Ainda sob a égide do Código Buzaid, pontuamos que esta liminar não poderia ser relacionada ao recebimento do dinheiro (toda a discussão da causa resume-se ao pagamento do cheque), pois, caso fosse, seria satisfativa (acabaria o affair). E, não eram permitidas cautelares satisfativas, porque essas medidas não têm “vida” própria, restando sempre dependentes dos processos de conhecimento e de execução.
Abrimos parêntese para reafirmar que a expressão satisfativa queda-se interligada à discussão principal, a todas as questões entre as partes, não aos bens, como alguns juízes entendiam [9]. Será que o legislador de 2015 alvitrou retirar esta característica de não militar satisfação do direito às medidas cautelares? Questionamos isso em decorrência de o Código de Processo Civil de 2015 determinar o aditamento “da ação” (perdão pelo escandaloso equívoco) mediante a apresentação de pedidos e causas de pedir afetas às “questões principais” entre as partes.
Permaneceremos articulando este tópico no tempo verbal do presente, porque não emerge óbvio o escopo do legislador de 2015. Aliás, não é possível identificar as distinções entre as mencionadas tutelas provisórias de urgência, possivelmente porque o legislador colimou plasmar as diferenças, conforme pontuaremos no último tópico.
Asserimos que as cautelares não objetivam a solução da questão principal, sempre restam como meio para – simplesmente – assegurar a utilidade da ação orientada pelas regras (processo) da cognição ou da execução – nestas, a solução de todas as questões. Esta (a solução dos problemas entre as partes) deverá ser discutida na ação principal, sempre orientada pelas regras (processo) da execução ou do conhecimento.

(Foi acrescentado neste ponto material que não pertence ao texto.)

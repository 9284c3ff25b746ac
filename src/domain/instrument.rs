//! Source-venue instruments and their trading constraints.
//!
//! - [`Instrument`] - A tradable pair with its ordered constraint list
//! - [`Constraint`] - A single rule attached to an instrument, identified by tag
//! - [`find_constraint`] - Tag lookup over an instrument's constraints

use std::collections::{HashMap, HashSet};

use rust_decimal::Decimal;

use super::error::ReconcileError;

/// Constraint tags as reported by the source venue.
pub mod tags {
    /// Price bounds and tick size.
    pub const PRICE_FILTER: &str = "PRICE_FILTER";
    /// Minimum order quantity.
    pub const LOT_SIZE: &str = "LOT_SIZE";
    /// Minimum order value (price x quantity).
    pub const MIN_NOTIONAL: &str = "MIN_NOTIONAL";
    /// Newer form of the minimum order value rule.
    pub const NOTIONAL: &str = "NOTIONAL";
}

/// Price bounds and tick size.
#[derive(Debug, Clone, PartialEq, Eq)]
pub struct PriceConstraint {
    pub min_price: Decimal,
    pub max_price: Decimal,
    pub tick_size: Decimal,
}

/// Minimum order quantity.
#[derive(Debug, Clone, PartialEq, Eq)]
pub struct LotSizeConstraint {
    pub min_quantity: Decimal,
}

/// Minimum order value.
#[derive(Debug, Clone, PartialEq, Eq)]
pub struct NotionalConstraint {
    pub min_notional: Decimal,
}

/// A single rule attached to an instrument.
///
/// Rules this crate does not interpret are kept as [`Constraint::Other`] so
/// the instrument's list stays complete and in venue order.
#[derive(Debug, Clone, PartialEq, Eq)]
pub enum Constraint {
    Price(PriceConstraint),
    LotSize(LotSizeConstraint),
    MinNotional(NotionalConstraint),
    Notional(NotionalConstraint),
    Other { tag: String },
}

impl Constraint {
    /// The venue tag identifying this constraint.
    #[must_use]
    pub fn tag(&self) -> &str {
        match self {
            Self::Price(_) => tags::PRICE_FILTER,
            Self::LotSize(_) => tags::LOT_SIZE,
            Self::MinNotional(_) => tags::MIN_NOTIONAL,
            Self::Notional(_) => tags::NOTIONAL,
            Self::Other { tag } => tag,
        }
    }
}

/// A tradable pair on the source venue.
#[derive(Debug, Clone, PartialEq, Eq)]
pub struct Instrument {
    symbol: String,
    base_unit: String,
    quote_unit: String,
    quote_precision: u32,
    constraints: Vec<Constraint>,
}

impl Instrument {
    /// Create a new instrument.
    pub fn new(
        symbol: impl Into<String>,
        base_unit: impl Into<String>,
        quote_unit: impl Into<String>,
        quote_precision: u32,
        constraints: Vec<Constraint>,
    ) -> Self {
        Self {
            symbol: symbol.into(),
            base_unit: base_unit.into(),
            quote_unit: quote_unit.into(),
            quote_precision,
            constraints,
        }
    }

    /// Source-venue symbol, e.g. `BNBBTC`.
    #[must_use]
    pub fn symbol(&self) -> &str {
        &self.symbol
    }

    #[must_use]
    pub fn base_unit(&self) -> &str {
        &self.base_unit
    }

    #[must_use]
    pub fn quote_unit(&self) -> &str {
        &self.quote_unit
    }

    /// Decimal digits the venue reports for quote amounts.
    #[must_use]
    pub const fn quote_precision(&self) -> u32 {
        self.quote_precision
    }

    /// Constraints in venue order.
    #[must_use]
    pub fn constraints(&self) -> &[Constraint] {
        &self.constraints
    }

    /// Tags that appear more than once, in first-seen order.
    ///
    /// Lookup resolves duplicates to the first occurrence; callers use this
    /// to surface instruments whose metadata is ambiguous.
    #[must_use]
    pub fn duplicate_tags(&self) -> Vec<&str> {
        let mut seen = HashSet::new();
        let mut duplicates = Vec::new();
        for constraint in &self.constraints {
            let tag = constraint.tag();
            if !seen.insert(tag) && !duplicates.contains(&tag) {
                duplicates.push(tag);
            }
        }
        duplicates
    }

    /// The price constraint, required for normalization.
    ///
    /// # Errors
    ///
    /// Returns [`ReconcileError::ConstraintMissing`] if no `PRICE_FILTER` exists.
    pub fn price_constraint(&self) -> Result<&PriceConstraint, ReconcileError> {
        match find_constraint(self, tags::PRICE_FILTER)? {
            Constraint::Price(price) => Ok(price),
            _ => Err(self.missing(tags::PRICE_FILTER)),
        }
    }

    /// The lot-size constraint, required for normalization.
    ///
    /// # Errors
    ///
    /// Returns [`ReconcileError::ConstraintMissing`] if no `LOT_SIZE` exists.
    pub fn lot_size_constraint(&self) -> Result<&LotSizeConstraint, ReconcileError> {
        match find_constraint(self, tags::LOT_SIZE)? {
            Constraint::LotSize(lot) => Ok(lot),
            _ => Err(self.missing(tags::LOT_SIZE)),
        }
    }

    /// The minimum-notional constraint.
    ///
    /// Falls back to the newer `NOTIONAL` rule when `MIN_NOTIONAL` is absent.
    ///
    /// # Errors
    ///
    /// Returns [`ReconcileError::ConstraintMissing`] tagged `MIN_NOTIONAL` if
    /// neither rule exists.
    pub fn notional_constraint(&self) -> Result<&NotionalConstraint, ReconcileError> {
        let found = find_constraint(self, tags::MIN_NOTIONAL)
            .or_else(|_| find_constraint(self, tags::NOTIONAL));
        match found {
            Ok(Constraint::MinNotional(notional) | Constraint::Notional(notional)) => Ok(notional),
            _ => Err(self.missing(tags::MIN_NOTIONAL)),
        }
    }

    fn missing(&self, tag: &str) -> ReconcileError {
        ReconcileError::ConstraintMissing {
            symbol: self.symbol.clone(),
            tag: tag.to_string(),
        }
    }
}

/// Find the first constraint carrying `tag`.
///
/// # Errors
///
/// Returns [`ReconcileError::ConstraintMissing`] when no constraint matches.
/// Callers that treat the constraint as optional should use `.ok()`.
pub fn find_constraint<'a>(
    instrument: &'a Instrument,
    tag: &str,
) -> Result<&'a Constraint, ReconcileError> {
    instrument
        .constraints
        .iter()
        .find(|c| c.tag() == tag)
        .ok_or_else(|| instrument.missing(tag))
}

/// Index instruments by source symbol. Later duplicates replace earlier ones.
#[must_use]
pub fn index_by_symbol(instruments: &[Instrument]) -> HashMap<&str, &Instrument> {
    instruments.iter().map(|i| (i.symbol(), i)).collect()
}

Reafirmamos que as medidas cautelares não têm “vida própria“, por isso, o art. 806[10] do Código Buzaid impôs a propositura da ação principal no período máximo de 30 dias – estas (cautelares) restam sempre dependentes das regras (processo) da cognição ou da execução. Repristinando a orientação de Alfredo Buzaid, também utilizada no art. 308 do Código de Processo Civil de 2015, ou seja, o autor da medida cautelar deverá articular o pedido principal nos subsequentes 30 dias da concessão da liminar, senão: “Art. 308. Efetivada a tutela cautelar, o pedido principal terá de ser formulado pelo autor no prazo de 30 (trinta) dias, caso em que será apresentado nos mesmos autos em que deduzido o pedido de tutela cautelar […]“.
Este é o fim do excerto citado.